Which lines of the records hold the string "that"? Report only how many of them there are.

*** Records shown

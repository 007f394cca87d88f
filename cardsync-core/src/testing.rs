//! In-memory collaborators for unit tests

use std::collections::{BTreeMap, HashMap, HashSet};
use std::sync::Mutex;

use async_trait::async_trait;

use crate::{
    group_by_name, ActionConfig, ActionPolicy, BoardLayout, CardComment, CardHandle, CardStore,
    CardUpdate, Comment, Error, Issue, IssueSource, LedgerEntry, NewCard, Relationship, Result,
    SyncLedger,
};

/// Write counters for [`MemoryBoard`]
#[derive(Debug, Clone, Copy, Default, PartialEq, Eq)]
pub struct Writes {
    pub cards_created: usize,
    pub cards_updated: usize,
    pub cards_deleted: usize,
    pub comments_added: usize,
    pub comments_updated: usize,
    pub comments_deleted: usize,
}

impl Writes {
    pub fn total(&self) -> usize {
        self.cards_created
            + self.cards_updated
            + self.cards_deleted
            + self.comments_added
            + self.comments_updated
            + self.comments_deleted
    }
}

#[derive(Default)]
struct BoardState {
    cards: Vec<CardHandle>,
    comments: HashMap<String, Vec<CardComment>>,
    writes: Writes,
    next_id: usize,
}

impl BoardState {
    fn next_id(&mut self, prefix: &str) -> String {
        self.next_id += 1;
        format!("{}-{}", prefix, self.next_id)
    }
}

/// Board that keeps cards in memory and counts successful writes
#[derive(Default)]
pub struct MemoryBoard {
    state: Mutex<BoardState>,
    reject_over: Option<usize>,
    advertise_limit: bool,
    fail_comments: bool,
}

impl MemoryBoard {
    pub fn new() -> Self {
        Self::default()
    }

    /// Reject any text longer than `limit` with a payload error
    pub fn with_rejected_payloads_over(mut self, limit: usize) -> Self {
        self.reject_over = Some(limit);
        self
    }

    /// Report the rejection limit through `payload_limit`
    pub fn with_advertised_limit(mut self) -> Self {
        self.advertise_limit = true;
        self
    }

    /// Fail every comment read
    pub fn with_failing_comments(mut self) -> Self {
        self.fail_comments = true;
        self
    }

    /// Place a card with comments (oldest first) on the board without counting writes
    pub fn seed_card(&self, name: &str, list_id: &str, comments: &[&str]) -> CardHandle {
        let mut state = self.state.lock().unwrap();
        let card = CardHandle {
            id: state.next_id("card"),
            name: name.to_string(),
            desc: String::new(),
            list_id: list_id.to_string(),
            label_ids: vec![],
        };
        let comments = comments
            .iter()
            .map(|text| CardComment {
                id: state.next_id("comment"),
                text: text.to_string(),
            })
            .collect();
        state.comments.insert(card.id.clone(), comments);
        state.cards.push(card.clone());
        card
    }

    pub fn cards(&self) -> Vec<CardHandle> {
        self.state.lock().unwrap().cards.clone()
    }

    pub fn comments(&self, card_id: &str) -> Vec<CardComment> {
        self.state
            .lock()
            .unwrap()
            .comments
            .get(card_id)
            .cloned()
            .unwrap_or_default()
    }

    pub fn writes(&self) -> Writes {
        self.state.lock().unwrap().writes
    }

    fn check_size(&self, text: &str) -> Result<()> {
        match self.reject_over {
            Some(limit) if text.chars().count() > limit => Err(Error::PayloadTooLarge {
                length: text.chars().count(),
                limit,
            }),
            _ => Ok(()),
        }
    }
}

fn missing(what: &str, id: &str) -> Error {
    Error::CardStore(format!("{} {} not found", what, id).into())
}

#[async_trait]
impl CardStore for MemoryBoard {
    async fn search_cards_by_name(&self, name: &str) -> Result<Vec<CardHandle>> {
        // Substring match, like a search API that returns near misses
        Ok(self
            .state
            .lock()
            .unwrap()
            .cards
            .iter()
            .filter(|c| c.name.contains(name))
            .cloned()
            .collect())
    }

    async fn create_card(&self, card: &NewCard) -> Result<CardHandle> {
        self.check_size(&card.desc)?;
        let mut state = self.state.lock().unwrap();
        let created = CardHandle {
            id: state.next_id("card"),
            name: card.name.clone(),
            desc: card.desc.clone(),
            list_id: card.list_id.clone(),
            label_ids: card.label_ids.clone(),
        };
        state.cards.push(created.clone());
        state.comments.insert(created.id.clone(), Vec::new());
        state.writes.cards_created += 1;
        Ok(created)
    }

    async fn update_card(&self, card_id: &str, update: &CardUpdate) -> Result<()> {
        if let Some(desc) = &update.desc {
            self.check_size(desc)?;
        }
        let mut state = self.state.lock().unwrap();
        let card = state
            .cards
            .iter_mut()
            .find(|c| c.id == card_id)
            .ok_or_else(|| missing("card", card_id))?;
        if let Some(desc) = &update.desc {
            card.desc = desc.clone();
        }
        if let Some(label_ids) = &update.label_ids {
            card.label_ids = label_ids.clone();
        }
        state.writes.cards_updated += 1;
        Ok(())
    }

    async fn delete_card(&self, card_id: &str) -> Result<()> {
        let mut state = self.state.lock().unwrap();
        let before = state.cards.len();
        state.cards.retain(|c| c.id != card_id);
        if state.cards.len() == before {
            return Err(missing("card", card_id));
        }
        state.comments.remove(card_id);
        state.writes.cards_deleted += 1;
        Ok(())
    }

    async fn card_comments(&self, card_id: &str) -> Result<Vec<CardComment>> {
        if self.fail_comments {
            return Err(Error::CardStore("HTTP 503".into()));
        }
        Ok(self.comments(card_id))
    }

    async fn add_comment(&self, card_id: &str, text: &str) -> Result<()> {
        self.check_size(text)?;
        let mut state = self.state.lock().unwrap();
        let id = state.next_id("comment");
        state
            .comments
            .get_mut(card_id)
            .ok_or_else(|| missing("card", card_id))?
            .push(CardComment {
                id,
                text: text.to_string(),
            });
        state.writes.comments_added += 1;
        Ok(())
    }

    async fn update_comment(&self, card_id: &str, comment_id: &str, text: &str) -> Result<()> {
        self.check_size(text)?;
        let mut state = self.state.lock().unwrap();
        let comment = state
            .comments
            .get_mut(card_id)
            .and_then(|comments| comments.iter_mut().find(|c| c.id == comment_id))
            .ok_or_else(|| missing("comment", comment_id))?;
        comment.text = text.to_string();
        state.writes.comments_updated += 1;
        Ok(())
    }

    async fn delete_comment(&self, card_id: &str, comment_id: &str) -> Result<()> {
        let mut state = self.state.lock().unwrap();
        let comments = state
            .comments
            .get_mut(card_id)
            .ok_or_else(|| missing("card", card_id))?;
        comments.retain(|c| c.id != comment_id);
        state.writes.comments_deleted += 1;
        Ok(())
    }

    async fn cards_by_name(&self) -> Result<BTreeMap<String, Vec<CardHandle>>> {
        Ok(group_by_name(self.cards()))
    }

    fn payload_limit(&self) -> Option<usize> {
        if self.advertise_limit {
            self.reject_over
        } else {
            None
        }
    }
}

/// Issue source backed by fixed issue lists
#[derive(Default)]
pub struct MemorySource {
    issues: Mutex<HashMap<Relationship, Vec<Issue>>>,
    closed: HashSet<String>,
    failing: HashSet<Relationship>,
    fail_close_check: bool,
}

impl MemorySource {
    pub fn new() -> Self {
        Self::default()
    }

    pub fn with_issues(self, relationship: Relationship, issues: Vec<Issue>) -> Self {
        self.set_issues(relationship, issues);
        self
    }

    pub fn with_closed(mut self, issue_id: &str) -> Self {
        self.closed.insert(issue_id.to_string());
        self
    }

    pub fn with_failure(mut self, relationship: Relationship) -> Self {
        self.failing.insert(relationship);
        self
    }

    /// Fail every closed-state lookup
    pub fn with_failing_close_check(mut self) -> Self {
        self.fail_close_check = true;
        self
    }

    pub fn set_issues(&self, relationship: Relationship, issues: Vec<Issue>) {
        self.issues.lock().unwrap().insert(relationship, issues);
    }
}

#[async_trait]
impl IssueSource for MemorySource {
    async fn fetch(&self, relationship: Relationship) -> Result<Vec<Issue>> {
        if self.failing.contains(&relationship) {
            return Err(Error::IssueSource("GraphQL request failed".into()));
        }
        Ok(self
            .issues
            .lock()
            .unwrap()
            .get(&relationship)
            .cloned()
            .unwrap_or_default())
    }

    async fn is_closed(&self, _title: &str, issue_id: &str) -> Result<bool> {
        if self.fail_close_check {
            return Err(Error::IssueSource("search timed out".into()));
        }
        Ok(self.closed.contains(issue_id))
    }
}

/// Ledger that keeps entries in memory
#[derive(Default)]
pub struct MemoryLedger {
    entries: Mutex<HashMap<String, LedgerEntry>>,
}

impl MemoryLedger {
    pub fn new() -> Self {
        Self::default()
    }

    pub fn entry(&self, issue_id: &str) -> Option<LedgerEntry> {
        self.entries.lock().unwrap().get(issue_id).cloned()
    }
}

#[async_trait]
impl SyncLedger for MemoryLedger {
    async fn find_issue(&self, issue_id: &str) -> Result<Option<LedgerEntry>> {
        Ok(self.entry(issue_id))
    }

    async fn find_by_card_name(&self, card_name: &str) -> Result<Option<LedgerEntry>> {
        Ok(self
            .entries
            .lock()
            .unwrap()
            .values()
            .find(|e| e.card_name == card_name)
            .cloned())
    }

    async fn record_issue(&self, issue: &Issue, relationship: Relationship) -> Result<()> {
        let mut entries = self.entries.lock().unwrap();
        let entry = entries
            .entry(issue.id.clone())
            .or_insert_with(|| LedgerEntry {
                issue_id: issue.id.clone(),
                title: issue.title.clone(),
                card_name: issue.card_name(),
                relationship,
                card_ids: vec![],
            });
        entry.title = issue.title.clone();
        entry.card_name = issue.card_name();
        entry.relationship = relationship;
        Ok(())
    }

    async fn record_card(&self, issue_id: &str, card: &CardHandle) -> Result<()> {
        let mut entries = self.entries.lock().unwrap();
        let entry = entries
            .get_mut(issue_id)
            .ok_or_else(|| Error::Ledger(format!("issue {} not recorded", issue_id).into()))?;
        if !entry.card_ids.contains(&card.id) {
            entry.card_ids.push(card.id.clone());
        }
        Ok(())
    }

    async fn forget(&self, card_name: &str) -> Result<()> {
        self.entries
            .lock()
            .unwrap()
            .retain(|_, e| e.card_name != card_name);
        Ok(())
    }
}

/// Board layout with lists Todo, Review, Mentions, Done and a few labels
pub fn layout() -> BoardLayout {
    let lists = ["Todo", "Review", "Mentions", "Done"]
        .iter()
        .map(|name| (name.to_string(), format!("list-{}", name.to_lowercase())))
        .collect();
    let labels = ["assigned", "mentioned", "closed"]
        .iter()
        .map(|name| (name.to_string(), format!("label-{}", name)))
        .collect();
    BoardLayout::new(lists, labels)
}

/// Action config with create lists/labels and close lists
pub fn action_config(lists: &[&str], labels: &[&str], close_lists: &[&str]) -> ActionConfig {
    let strings = |items: &[&str]| items.iter().map(|s| s.to_string()).collect::<Vec<_>>();
    ActionConfig {
        create: ActionPolicy {
            lists: strings(lists),
            labels: strings(labels),
        },
        update: None,
        close: ActionPolicy {
            lists: strings(close_lists),
            labels: vec![],
        },
    }
}

/// Issue with one comment per body, authored by `octocat`
pub fn issue(title: &str, repository: &str, comments: &[&str]) -> Issue {
    let id = format!("I_{}_{}", repository, title.replace(' ', "_"));
    Issue {
        id: id.clone(),
        title: title.to_string(),
        body: format!("Body of {}", title),
        repository: repository.to_string(),
        url: format!("https://github.com/acme/{}/issues/1", repository),
        created_at: None,
        comments: comments
            .iter()
            .enumerate()
            .map(|(idx, body)| Comment {
                author: "octocat".to_string(),
                body: body.to_string(),
                url: format!("https://github.com/acme/{}/issues/1#c{}", repository, idx),
            })
            .collect(),
    }
}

******

• **Reply**: 3